■ **What is needed**:
All lines after the one containing "the held amount" are needed, along with that line itself. Please repeat them exactly through the end of the entries.

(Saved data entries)
//! Funds conservation invariant checker.
//!
//! Every unit of currency that enters the auction is accounted for at all
//! times:
//! ```text
//! deposited == held_in_escrow + refunded_to_bidders + proceeds_paid_out
//! ```
//!
//! The tracker accumulates the three flow totals; [`FundsConservation::verify`]
//! compares what escrow actually holds against what the flows say it must
//! hold. A mismatch means funds were created or destroyed and the auction
//! state can no longer be trusted.

use openlot_types::{OpenlotError, Result};
use rust_decimal::Decimal;

/// Running totals of money in and money out.
#[derive(Debug, Clone, Copy, Default)]
pub struct FundsConservation {
    deposited: Decimal,
    refunded: Decimal,
    proceeds_paid: Decimal,
}

impl FundsConservation {
    #[must_use]
    pub fn new() -> Self {
        Self::default()
    }

    /// Records a bid deposit entering escrow.
    pub fn record_deposit(&mut self, amount: Decimal) {
        self.deposited += amount;
    }

    /// Records funds leaving escrow back to a bidder, refund or excess.
    pub fn record_refund(&mut self, amount: Decimal) {
        self.refunded += amount;
    }

    /// Records funds leaving escrow to the operator treasury.
    pub fn record_proceeds(&mut self, amount: Decimal) {
        self.proceeds_paid += amount;
    }

    /// What escrow must hold right now for the books to balance.
    #[must_use]
    pub fn expected_held(&self) -> Decimal {
        self.deposited - self.refunded - self.proceeds_paid
    }

    /// Checks `actual_held` against the flow totals.
    ///
    /// # Errors
    /// Returns [`OpenlotError::ConservationViolation`] if the held amount
    /// does not match.
    pub fn verify(&self, actual_held: Decimal) -> Result<()> {
        let expected = self.expected_held();
        if actual_held != expected {
            return Err(OpenlotError::ConservationViolation {
                expected,
                actual: actual_held,
            });
        }
        Ok(())
    }

    #[must_use]
    pub fn total_deposited(&self) -> Decimal {
        self.deposited
    }

    #[must_use]
    pub fn total_refunded(&self) -> Decimal {
        self.refunded
    }

    #[must_use]
    pub fn total_proceeds_paid(&self) -> Decimal {
        self.proceeds_paid
    }
}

■ **Reply to the exercise**:
    /// Returns [`OpenlotError::ConservationViolation`] if the held amount
    /// does not match.
    pub fn verify(&self, actual_held: Decimal) -> Result<()> {
        let expected = self.expected_held();
        if actual_held != expected {
            return Err(OpenlotError::ConservationViolation {
                expected,
                actual: actual_held,
            });
        }
        Ok(())
    }

    #[must_use]
    pub fn total_deposited(&self) -> Decimal {
        self.deposited
    }

    #[must_use]
    pub fn total_refunded(&self) -> Decimal {
        self.refunded
    }

    #[must_use]
    pub fn total_proceeds_paid(&self) -> Decimal {
        self.proceeds_paid
    }
}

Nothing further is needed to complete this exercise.